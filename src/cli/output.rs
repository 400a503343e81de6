//! Output formatting for CLI commands.
//!
//! This module provides formatting utilities for displaying
//! information to the user in various formats.

use colored::Colorize;
use serde_json::Value;
use std::fmt::Write;
use std::path::Path;
use tabled::{Table, Tabled};

use crate::config::{ServerConfig, ValidationResult};
use crate::planner::PlanResponse;
use crate::tools::ToolDefinition;

use super::commands::OutputFormat;

/// Output formatter for CLI.
#[derive(Debug)]
pub struct OutputFormatter {
    /// Output format.
    format: OutputFormat,
}

/// Plan field row for table display.
#[derive(Tabled)]
struct PlanFieldRow {
    #[tabled(rename = "Field")]
    field: &'static str,
    #[tabled(rename = "Value")]
    value: String,
}

/// Tool row for table display.
#[derive(Tabled)]
struct ToolRow {
    #[tabled(rename = "Name")]
    name: String,
    #[tabled(rename = "Title")]
    title: String,
    #[tabled(rename = "Read-only")]
    read_only: String,
    #[tabled(rename = "Description")]
    description: String,
}

impl OutputFormatter {
    /// Creates a new output formatter.
    #[must_use]
    pub const fn new(format: OutputFormat) -> Self {
        Self { format }
    }

    /// Formats a plan response for display.
    #[must_use]
    pub fn format_plan_response(&self, response: &PlanResponse) -> String {
        match self.format {
            OutputFormat::Json => serde_json::to_string_pretty(response).unwrap_or_default(),
            OutputFormat::Text => Self::format_plan_response_text(response),
        }
    }

    fn format_plan_response_text(response: &PlanResponse) -> String {
        let mut output = String::new();

        let _ = writeln!(output, "{} {}", "✓".green(), response.summary());

        if let Some(plan) = response.plan() {
            let rows = vec![
                PlanFieldRow {
                    field: "Service",
                    value: plan.service.clone(),
                },
                PlanFieldRow {
                    field: "Image",
                    value: plan.image.clone(),
                },
                PlanFieldRow {
                    field: "Checks",
                    value: plan.checks.join(", "),
                },
                PlanFieldRow {
                    field: "Cluster",
                    value: plan.ids.cluster.clone(),
                },
                PlanFieldRow {
                    field: "Task definition",
                    value: plan.ids.taskdef.clone(),
                },
            ];
            output.push('\n');
            output.push_str(&Table::new(rows).to_string());
            output.push('\n');
        }

        output.push_str("\nNext steps:\n");
        for step in response.next_steps() {
            let _ = writeln!(output, "   - {step}");
        }

        output
    }

    /// Formats arbitrary tool output.
    ///
    /// Tool output is JSON in both formats; text output is pretty-printed.
    #[must_use]
    pub fn format_tool_output(&self, output: &Value) -> String {
        match self.format {
            OutputFormat::Json => serde_json::to_string(output).unwrap_or_default(),
            OutputFormat::Text => serde_json::to_string_pretty(output).unwrap_or_default(),
        }
    }

    /// Formats tool definitions for display.
    #[must_use]
    pub fn format_tools(&self, tools: &[ToolDefinition]) -> String {
        match self.format {
            OutputFormat::Json => serde_json::to_string_pretty(tools).unwrap_or_default(),
            OutputFormat::Text => Self::format_tools_text(tools),
        }
    }

    fn format_tools_text(tools: &[ToolDefinition]) -> String {
        if tools.is_empty() {
            return format!("{} No tools registered.\n", "⚠".yellow());
        }

        let rows: Vec<ToolRow> = tools
            .iter()
            .map(|t| ToolRow {
                name: t.name.to_string(),
                title: t.title.clone().unwrap_or_default(),
                read_only: if t.annotations.as_ref().and_then(|a| a.read_only_hint) == Some(true) {
                    "yes"
                } else {
                    "no"
                }
                .to_string(),
                description: Self::truncate(t.description.as_deref().unwrap_or_default(), 60),
            })
            .collect();

        let mut output = Table::new(rows).to_string();
        let _ = write!(output, "\n\n{} tool(s) registered\n", tools.len());
        output
    }

    /// Formats a validation summary.
    #[must_use]
    pub fn format_validation(
        &self,
        config: &ServerConfig,
        source: Option<&Path>,
        result: &ValidationResult,
        show_warnings: bool,
    ) -> String {
        if self.format == OutputFormat::Json {
            let summary = serde_json::json!({
                "valid": result.is_valid(),
                "source": source.map(|p| p.display().to_string()),
                "config": config,
                "warnings": result.warnings,
            });
            return serde_json::to_string_pretty(&summary).unwrap_or_default();
        }

        let mut output = String::new();
        let _ = writeln!(output, "{} Configuration is valid!", "✓".green());

        if show_warnings && !result.warnings.is_empty() {
            output.push_str("\nWarnings:\n");
            for warning in &result.warnings {
                let _ = writeln!(output, "  {} {warning}", "⚠".yellow());
            }
        }

        output.push_str("\nConfiguration summary:\n");
        let _ = writeln!(
            output,
            "  Source: {}",
            source.map_or_else(|| String::from("(defaults)"), |p| p.display().to_string())
        );
        let _ = writeln!(output, "  Server: {}", config.server.name);
        let _ = writeln!(
            output,
            "  Logging: {} ({:?})",
            config.logging.level, config.logging.format
        );
        let _ = writeln!(output, "  Disabled tools: {}", config.tools.disabled.len());
        output
    }

    /// Truncates a string to the specified length.
    fn truncate(s: &str, max_len: usize) -> String {
        if s.chars().count() <= max_len {
            s.to_string()
        } else {
            let cut: String = s.chars().take(max_len.saturating_sub(3)).collect();
            format!("{cut}...")
        }
    }
}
——————————
[WHAT TO PRODUCE] Every line of the data must appear again in the answer, exactly as written.

[SOLUTION TO THIS EXERCISE]
filename src/cli/output.rs
repository 400a503343e81de6
//! Output formatting for CLI commands.
//!
//! This module provides formatting utilities for displaying
//! information to the user in various formats.

use colored::Colorize;
use serde_json::Value;
use std::fmt::Write;
use std::path::Path;
use tabled::{Table, Tabled};

use crate::config::{ServerConfig, ValidationResult};
use crate::planner::PlanResponse;
use crate::tools::ToolDefinition;

use super::commands::OutputFormat;

/// Output formatter for CLI.
#[derive(Debug)]
pub struct OutputFormatter {
    /// Output format.
    format: OutputFormat,
}

/// Plan field row for table display.
#[derive(Tabled)]
struct PlanFieldRow {
    #[tabled(rename = "Field")]
    field: &'static str,
    #[tabled(rename = "Value")]
    value: String,
}

/// Tool row for table display.
#[derive(Tabled)]
struct ToolRow {
    #[tabled(rename = "Name")]
    name: String,
    #[tabled(rename = "Title")]
    title: String,
    #[tabled(rename = "Read-only")]
    read_only: String,
    #[tabled(rename = "Description")]
    description: String,
}

impl OutputFormatter {
    /// Creates a new output formatter.
    #[must_use]
    pub const fn new(format: OutputFormat) -> Self {
        Self { format }
    }

    /// Formats a plan response for display.
    #[must_use]
    pub fn format_plan_response(&self, response: &PlanResponse) -> String {
        match self.format {
            OutputFormat::Json => serde_json::to_string_pretty(response).unwrap_or_default(),
            OutputFormat::Text => Self::format_plan_response_text(response),
        }
    }

    fn format_plan_response_text(response: &PlanResponse) -> String {
        let mut output = String::new();

        let _ = writeln!(output, "{} {}", "✓".green(), response.summary());

        if let Some(plan) = response.plan() {
            let rows = vec![
                PlanFieldRow {
                    field: "Service",
                    value: plan.service.clone(),
                },
                PlanFieldRow {
                    field: "Image",
                    value: plan.image.clone(),
                },
                PlanFieldRow {
                    field: "Checks",
                    value: plan.checks.join(", "),
                },
                PlanFieldRow {
                    field: "Cluster",
                    value: plan.ids.cluster.clone(),
                },
                PlanFieldRow {
                    field: "Task definition",
                    value: plan.ids.taskdef.clone(),
                },
            ];
            output.push('\n');
            output.push_str(&Table::new(rows).to_string());
            output.push('\n');
        }

        output.push_str("\nNext steps:\n");
        for step in response.next_steps() {
            let _ = writeln!(output, "   - {step}");
        }

        output
    }

    /// Formats arbitrary tool output.
    ///
    /// Tool output is JSON in both formats; text output is pretty-printed.
    #[must_use]
    pub fn format_tool_output(&self, output: &Value) -> String {
        match self.format {
            OutputFormat::Json => serde_json::to_string(output).unwrap_or_default(),
            OutputFormat::Text => serde_json::to_string_pretty(output).unwrap_or_default(),
        }
    }

    /// Formats tool definitions for display.
    #[must_use]
    pub fn format_tools(&self, tools: &[ToolDefinition]) -> String {
        match self.format {
            OutputFormat::Json => serde_json::to_string_pretty(tools).unwrap_or_default(),
            OutputFormat::Text => Self::format_tools_text(tools),
        }
    }

    fn format_tools_text(tools: &[ToolDefinition]) -> String {
        if tools.is_empty() {
            return format!("{} No tools registered.\n", "⚠".yellow());
        }

        let rows: Vec<ToolRow> = tools
            .iter()
            .map(|t| ToolRow {
                name: t.name.to_string(),
                title: t.title.clone().unwrap_or_default(),
                read_only: if t.annotations.as_ref().and_then(|a| a.read_only_hint) == Some(true) {
                    "yes"
                } else {
                    "no"
                }
                .to_string(),
                description: Self::truncate(t.description.as_deref().unwrap_or_default(), 60),
            })
            .collect();

        let mut output = Table::new(rows).to_string();
        let _ = write!(output, "\n\n{} tool(s) registered\n", tools.len());
        output
    }

    /// Formats a validation summary.
    #[must_use]
    pub fn format_validation(
        &self,
        config: &ServerConfig,
        source: Option<&Path>,
        result: &ValidationResult,
        show_warnings: bool,
    ) -> String {
        if self.format == OutputFormat::Json {
            let summary = serde_json::json!({
                "valid": result.is_valid(),
                "source": source.map(|p| p.display().to_string()),
                "config": config,
                "warnings": result.warnings,
            });
            return serde_json::to_string_pretty(&summary).unwrap_or_default();
        }

        let mut output = String::new();
        let _ = writeln!(output, "{} Configuration is valid!", "✓".green());

        if show_warnings && !result.warnings.is_empty() {
            output.push_str("\nWarnings:\n");
            for warning in &result.warnings {
                let _ = writeln!(output, "  {} {warning}", "⚠".yellow());
            }
        }

        output.push_str("\nConfiguration summary:\n");
        let _ = writeln!(
            output,
            "  Source: {}",
            source.map_or_else(|| String::from("(defaults)"), |p| p.display().to_string())
        );
        let _ = writeln!(output, "  Server: {}", config.server.name);
        let _ = writeln!(
            output,
            "  Logging: {} ({:?})",
            config.logging.level, config.logging.format
        );
        let _ = writeln!(output, "  Disabled tools: {}", config.tools.disabled.len());
        output
    }

    /// Truncates a string to the specified length.
    fn truncate(s: &str, max_len: usize) -> String {
        if s.chars().count() <= max_len {
            s.to_string()
        } else {
            let cut: String = s.chars().take(max_len.saturating_sub(3)).collect();
            format!("{cut}...")
        }
    }
}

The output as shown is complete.